Output the opening lines of the records exactly. End with the line that contains "in the meantime.".

Records shown Start Marker

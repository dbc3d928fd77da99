//! Guests of the selected event, plus the new-guest draft and the staged import file.
//!
//! The roster never fabricates a guest record: every mutation is followed by a reload, and only
//! what the server returns is shown. Reloads are tagged with the event they were issued for and a
//! response is dropped when the selection has moved on in the meantime.

use std::sync::Arc;

use shared::{
    domain::{EventId, GuestId},
    protocol::{CreateGuestRequest, Event, Guest},
};
use tokio::sync::{broadcast, watch, RwLock};
use tracing::{debug, info, warn};
use url::Url;

use crate::{
    error::{ConsoleError, Result},
    events::ConsoleEvent,
    gateway::{CallOptions, RequestGateway, UploadFile, GUESTS_ENDPOINT, GUEST_IMPORT_ENDPOINT},
};

#[derive(Debug, Clone, Default, PartialEq, Eq)]
pub struct GuestDraft {
    pub name: String,
    pub email: String,
}

impl GuestDraft {
    pub fn new(name: impl Into<String>, email: impl Into<String>) -> Self {
        Self {
            name: name.into(),
            email: email.into(),
        }
    }
}

/// The displayed guest list and the event it belongs to.
#[derive(Debug, Clone, Default, PartialEq, Eq)]
pub struct RosterSnapshot {
    pub event_id: Option<EventId>,
    pub guests: Vec<Guest>,
}

pub struct GuestRoster {
    gateway: Arc<RequestGateway>,
    selection: watch::Receiver<Option<Event>>,
    snapshot: RwLock<RosterSnapshot>,
    draft: RwLock<GuestDraft>,
    staged: RwLock<Option<UploadFile>>,
    publisher: broadcast::Sender<ConsoleEvent>,
}

impl GuestRoster {
    pub(crate) fn new(
        gateway: Arc<RequestGateway>,
        selection: watch::Receiver<Option<Event>>,
        publisher: broadcast::Sender<ConsoleEvent>,
    ) -> Self {
        Self {
            gateway,
            selection,
            snapshot: RwLock::new(RosterSnapshot::default()),
            draft: RwLock::new(GuestDraft::default()),
            staged: RwLock::new(None),
            publisher,
        }
    }

    fn selected_id(&self) -> Option<EventId> {
        self.selection.borrow().as_ref().map(|event| event.id)
    }

    /// Empties the roster for a freshly selected event so the previous event's guests are never
    /// shown as current while the reload is in flight.
    pub(crate) async fn invalidate(&self, event_id: EventId) {
        let mut snapshot = self.snapshot.write().await;
        if self.selected_id() != Some(event_id) {
            return;
        }
        *snapshot = RosterSnapshot {
            event_id: Some(event_id),
            guests: Vec::new(),
        };
        let _ = self.publisher.send(ConsoleEvent::RosterReplaced {
            event_id,
            guests: Vec::new(),
        });
    }

    /// Fetches the guests of `event_id`. The server does the filtering.
    pub async fn reload(&self, event_id: EventId) -> Result<Vec<Guest>> {
        let guests: Vec<Guest> = self
            .gateway
            .call(
                GUESTS_ENDPOINT,
                CallOptions::get().query("event_id", event_id),
            )
            .await?;

        let mut snapshot = self.snapshot.write().await;
        match self.selected_id() {
            Some(selected) if selected == event_id => {
                debug!(%event_id, count = guests.len(), "roster reloaded");
                *snapshot = RosterSnapshot {
                    event_id: Some(event_id),
                    guests: guests.clone(),
                };
                let _ = self.publisher.send(ConsoleEvent::RosterReplaced {
                    event_id,
                    guests: guests.clone(),
                });
            }
            selected => {
                warn!(
                    %event_id,
                    selected = ?selected,
                    "discarding roster reload for an event that is no longer selected"
                );
            }
        }

        Ok(guests)
    }

    /// Registers a guest under `event_id`, reloads the roster, then clears the draft.
    pub async fn create_guest(&self, name: &str, email: &str, event_id: EventId) -> Result<Guest> {
        let request = CreateGuestRequest {
            name: name.to_string(),
            email: email.to_string(),
            event_id,
        };
        let guest: Guest = self
            .gateway
            .call(GUESTS_ENDPOINT, CallOptions::post().json(&request)?)
            .await?;
        info!(%event_id, guest_id = %guest.id, "guest created");

        self.reload(event_id).await?;
        *self.draft.write().await = GuestDraft::default();
        Ok(guest)
    }

    /// Uploads the staged file as a batch for `event_id`. The staged file is cleared only once the
    /// server accepts it, so a failed upload can be retried as is. A file staged while the upload
    /// was in flight is kept.
    pub async fn import_guests(&self, event_id: EventId) -> Result<Vec<Guest>> {
        let file = self
            .staged
            .read()
            .await
            .clone()
            .ok_or_else(|| ConsoleError::validation("no import file staged"))?;
        let filename = file.filename.clone();

        let created: Vec<Guest> = self
            .gateway
            .call(
                GUEST_IMPORT_ENDPOINT,
                CallOptions::post()
                    .query("event_id", event_id)
                    .file(file.clone()),
            )
            .await?;
        info!(%event_id, %filename, count = created.len(), "guest batch imported");

        {
            let mut staged = self.staged.write().await;
            if staged.as_ref() == Some(&file) {
                *staged = None;
            } else {
                debug!(%filename, "import file was restaged during upload; keeping it");
            }
        }
        self.reload(event_id).await?;
        Ok(created)
    }

    /// Asks the server to e-mail the guest's credential again. The guest record is unchanged, so
    /// no reload follows.
    pub async fn resend_credential(&self, guest_id: GuestId) -> Result<()> {
        self.gateway
            .call_unit(
                &format!("{GUESTS_ENDPOINT}{guest_id}/resend"),
                CallOptions::post(),
            )
            .await?;
        info!(%guest_id, "credential resent");
        Ok(())
    }

    pub fn qr_url(&self, guest_id: GuestId) -> Result<Url> {
        self.gateway.endpoint(&qr_endpoint(guest_id))
    }

    /// Rendered QR image bytes; the content is not inspected.
    pub async fn fetch_qr(&self, guest_id: GuestId) -> Result<Vec<u8>> {
        self.gateway
            .call_bytes(&qr_endpoint(guest_id), CallOptions::get())
            .await
    }

    pub async fn snapshot(&self) -> RosterSnapshot {
        self.snapshot.read().await.clone()
    }

    pub async fn draft(&self) -> GuestDraft {
        self.draft.read().await.clone()
    }

    pub async fn set_draft(&self, draft: GuestDraft) {
        *self.draft.write().await = draft;
    }

    pub async fn stage_file(&self, file: UploadFile) {
        debug!(filename = %file.filename, bytes = file.contents.len(), "import file staged");
        *self.staged.write().await = Some(file);
    }

    pub async fn clear_staged(&self) {
        *self.staged.write().await = None;
    }

    pub async fn staged(&self) -> Option<UploadFile> {
        self.staged.read().await.clone()
    }
}

fn qr_endpoint(guest_id: GuestId) -> String {
    format!("{GUESTS_ENDPOINT}qr/{guest_id}.png")
}
//! The console state container.
//!
//! [`AccessConsole`] owns one instance of every component and is the only place where UI
//! actions are turned into gated, reported operations. Each field has exactly one writer:
//! the catalog writes the event list, the selection controller the selected event, the roster
//! the guest list, the reporter the status slot.

use std::sync::Arc;

use shared::{
    domain::{CheckinStatus, EventId, GuestId},
    protocol::{CheckinReceipt, Event, Guest},
};
use tokio::sync::{broadcast, watch};
use tracing::{debug, warn};
use url::Url;

use crate::{
    busy::{BusyGate, BusyGuard},
    catalog::{EventCatalog, EventDraft},
    checkin::CheckinDesk,
    error::{Capability, ConsoleError, Result},
    events::ConsoleEvent,
    gateway::{RequestGateway, UploadFile},
    health::{HealthMonitor, HealthStatus},
    roster::{GuestDraft, GuestRoster, RosterSnapshot},
    selection::SelectionController,
    status::{Operation, OperationResult, StatusReporter},
};

const EVENT_CHANNEL_CAPACITY: usize = 256;

/// Optional features of the console.
#[derive(Debug, Clone, Copy, PartialEq, Eq)]
pub struct Capabilities {
    pub import: bool,
    pub resend: bool,
}

impl Capabilities {
    pub const ALL: Self = Self {
        import: true,
        resend: true,
    };
    pub const BASIC: Self = Self {
        import: false,
        resend: false,
    };

    pub fn allows(&self, capability: Capability) -> bool {
        match capability {
            Capability::Import => self.import,
            Capability::Resend => self.resend,
        }
    }
}

impl Default for Capabilities {
    fn default() -> Self {
        Self::ALL
    }
}

#[derive(Debug, Clone)]
pub struct ConsoleConfig {
    pub base_url: String,
    pub capabilities: Capabilities,
}

/// Everything a front end needs to render the console.
#[derive(Debug, Clone)]
pub struct ConsoleSnapshot {
    pub health: HealthStatus,
    pub events: Vec<Event>,
    pub event_draft: EventDraft,
    pub selected_event: Option<Event>,
    pub roster: RosterSnapshot,
    pub guest_draft: GuestDraft,
    pub staged_import: Option<String>,
    pub busy: bool,
    pub status: Option<OperationResult>,
}

pub struct AccessConsole {
    capabilities: Capabilities,
    health: HealthMonitor,
    catalog: EventCatalog,
    roster: Arc<GuestRoster>,
    selection: SelectionController,
    checkin: CheckinDesk,
    status: StatusReporter,
    busy: BusyGate,
    events: broadcast::Sender<ConsoleEvent>,
}

impl AccessConsole {
    pub fn new(config: ConsoleConfig) -> Result<Self> {
        let gateway = Arc::new(RequestGateway::new(&config.base_url)?);
        Ok(Self::with_gateway(gateway, config.capabilities))
    }

    pub fn with_gateway(gateway: Arc<RequestGateway>, capabilities: Capabilities) -> Self {
        let (events, _) = broadcast::channel(EVENT_CHANNEL_CAPACITY);
        let (selected_tx, selected_rx) = watch::channel(None);
        let roster = Arc::new(GuestRoster::new(
            Arc::clone(&gateway),
            selected_rx,
            events.clone(),
        ));

        Self {
            capabilities,
            health: HealthMonitor::new(Arc::clone(&gateway), events.clone()),
            catalog: EventCatalog::new(Arc::clone(&gateway), events.clone()),
            selection: SelectionController::new(selected_tx, Arc::clone(&roster), events.clone()),
            roster,
            checkin: CheckinDesk::new(gateway),
            status: StatusReporter::new(events.clone()),
            busy: BusyGate::default(),
            events,
        }
    }

    pub fn subscribe_events(&self) -> broadcast::Receiver<ConsoleEvent> {
        self.events.subscribe()
    }

    /// Startup sequence: one health probe, then one event-list load.
    pub async fn start(&self) {
        self.check_health().await;
        let _ = self.refresh_events().await;
    }

    pub async fn check_health(&self) -> HealthStatus {
        self.health.check_health().await
    }

    pub async fn refresh_events(&self) -> Result<Vec<Event>> {
        let result = self.catalog.list_events().await;
        if let Err(err) = &result {
            self.report_failure(Operation::LoadEvents, err).await;
        }
        result
    }

    pub async fn set_event_draft(&self, draft: EventDraft) {
        self.catalog.set_draft(draft).await;
    }

    /// Submits the event draft. A blank name is a silent no-op. The new event is not selected.
    pub async fn create_event(&self) -> Result<Event> {
        let draft = self.catalog.draft().await;
        let name = EventCatalog::validate_name(&draft.name)?;
        let _guard = self.acquire(Operation::CreateEvent)?;

        let result = self.catalog.create_event(name, draft.date).await;
        self.settle(Operation::CreateEvent, result, |event| {
            format!("Event created: {} (#{})", event.name, event.id)
        })
        .await
    }

    pub async fn select_event(&self, event: Event) -> Result<Vec<Guest>> {
        let result = self.selection.select(event).await;
        if let Err(err) = &result {
            self.report_failure(Operation::LoadRoster, err).await;
        }
        result
    }

    /// Selects an event from the currently loaded list.
    pub async fn select_event_by_id(&self, event_id: EventId) -> Result<Vec<Guest>> {
        match self.catalog.find(event_id).await {
            Some(event) => self.select_event(event).await,
            None => {
                let err = ConsoleError::validation(format!(
                    "event #{event_id} is not in the event list"
                ));
                self.report_failure(Operation::LoadRoster, &err).await;
                Err(err)
            }
        }
    }

    /// Re-fetches the selected event's roster.
    pub async fn reload_roster(&self) -> Result<Vec<Guest>> {
        let event_id = self.require_selection(Operation::LoadRoster).await?;
        let result = self.roster.reload(event_id).await;
        if let Err(err) = &result {
            self.report_failure(Operation::LoadRoster, err).await;
        }
        result
    }

    pub async fn set_guest_draft(&self, draft: GuestDraft) {
        self.roster.set_draft(draft).await;
    }

    /// Registers the guest draft under the selected event.
    pub async fn create_guest(&self) -> Result<Guest> {
        let event_id = self.require_selection(Operation::CreateGuest).await?;
        let _guard = self.acquire(Operation::CreateGuest)?;

        let draft = self.roster.draft().await;
        let result = self
            .roster
            .create_guest(&draft.name, &draft.email, event_id)
            .await;
        self.settle(Operation::CreateGuest, result, |guest| {
            format!("Guest created (id {})", guest.id)
        })
        .await
    }

    pub async fn stage_import(&self, file: UploadFile) {
        self.roster.stage_file(file).await;
    }

    pub async fn clear_import(&self) {
        self.roster.clear_staged().await;
    }

    /// Uploads the staged file for the selected event. Without a staged file this is a no-op.
    pub async fn import_guests(&self) -> Result<Vec<Guest>> {
        self.require(Capability::Import)?;
        let event_id = self.require_selection(Operation::ImportGuests).await?;
        if self.roster.staged().await.is_none() {
            return Err(ConsoleError::validation("no import file staged"));
        }
        let _guard = self.acquire(Operation::ImportGuests)?;

        let result = self.roster.import_guests(event_id).await;
        self.settle(Operation::ImportGuests, result, |created| {
            format!("Imported {} guest(s)", created.len())
        })
        .await
    }

    pub async fn resend_credential(&self, guest_id: GuestId) -> Result<()> {
        self.require(Capability::Resend)?;
        self.require_selection(Operation::ResendCredential).await?;
        let _guard = self.acquire(Operation::ResendCredential)?;

        let result = self.roster.resend_credential(guest_id).await;
        self.settle(Operation::ResendCredential, result, |_| {
            format!("Credential resent to guest {guest_id}")
        })
        .await
    }

    /// Checks a credential token in. When the guest belongs to the selected event the roster is
    /// reloaded so the check-in time shown is the server's. The check-in stands even if that
    /// reload fails; the reload failure is reported on its own.
    pub async fn check_in(&self, token: &str) -> Result<CheckinReceipt> {
        let token = CheckinDesk::validate_token(token)?;
        let _guard = self.acquire(Operation::CheckIn)?;

        let result = self.checkin.check_in(token).await;
        let receipt = self
            .settle(Operation::CheckIn, result, |receipt| match receipt.status {
                CheckinStatus::CheckedIn => format!("{} checked in", receipt.name),
                CheckinStatus::AlreadyChecked => {
                    format!("{} was already checked in", receipt.name)
                }
            })
            .await?;

        if self.selection.selected_id() == Some(receipt.event_id) {
            if let Err(err) = self.roster.reload(receipt.event_id).await {
                self.report_failure(Operation::LoadRoster, &err).await;
            }
        }
        Ok(receipt)
    }

    pub fn qr_url(&self, guest_id: GuestId) -> Result<Url> {
        self.roster.qr_url(guest_id)
    }

    /// Downloads the guest's QR image. Only failures are reported.
    pub async fn fetch_qr(&self, guest_id: GuestId) -> Result<Vec<u8>> {
        let result = self.roster.fetch_qr(guest_id).await;
        if let Err(err) = &result {
            self.report_failure(Operation::FetchQr, err).await;
        }
        result
    }

    pub async fn status(&self) -> Option<OperationResult> {
        self.status.current().await
    }

    pub fn selected_event(&self) -> Option<Event> {
        self.selection.selected()
    }

    pub fn is_busy(&self) -> bool {
        self.busy.is_busy()
    }

    pub async fn snapshot(&self) -> ConsoleSnapshot {
        ConsoleSnapshot {
            health: self.health.status().await,
            events: self.catalog.events().await,
            event_draft: self.catalog.draft().await,
            selected_event: self.selection.selected(),
            roster: self.roster.snapshot().await,
            guest_draft: self.roster.draft().await,
            staged_import: self.roster.staged().await.map(|file| file.filename),
            busy: self.busy.is_busy(),
            status: self.status.current().await,
        }
    }

    fn require(&self, capability: Capability) -> Result<()> {
        if self.capabilities.allows(capability) {
            Ok(())
        } else {
            Err(ConsoleError::Disabled(capability))
        }
    }

    async fn require_selection(&self, operation: Operation) -> Result<EventId> {
        match self.selection.selected_id() {
            Some(event_id) => Ok(event_id),
            None => {
                let err = ConsoleError::validation("select an event first");
                self.report_failure(operation, &err).await;
                Err(err)
            }
        }
    }

    fn acquire(&self, operation: Operation) -> Result<BusyGuard<'_>> {
        self.busy.try_acquire().ok_or_else(|| {
            debug!(%operation, "rejected while another operation is in flight");
            ConsoleError::Busy
        })
    }

    async fn settle<T>(
        &self,
        operation: Operation,
        result: Result<T>,
        describe: impl FnOnce(&T) -> String,
    ) -> Result<T> {
        match &result {
            Ok(value) => {
                self.status
                    .report(OperationResult::success(operation, describe(value)))
                    .await
            }
            Err(err) => self.report_failure(operation, err).await,
        }
        result
    }

    async fn report_failure(&self, operation: Operation, err: &ConsoleError) {
        warn!(%operation, kind = %err.kind(), error = %err, "operation failed");
        self.status
            .report(OperationResult::failure(operation, err))
            .await;
    }
}

#[cfg(test)]
#[path = "tests/console_tests.rs"]
mod tests;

Records shown End Marker

Answer for the task =>
repository dbc3d928fd77da99
//! Guests of the selected event, plus the new-guest draft and the staged import file.
//!
//! The roster never fabricates a guest record: every mutation is followed by a reload, and only
//! what the server returns is shown. Reloads are tagged with the event they were issued for and a
//! response is dropped when the selection has moved on in the meantime.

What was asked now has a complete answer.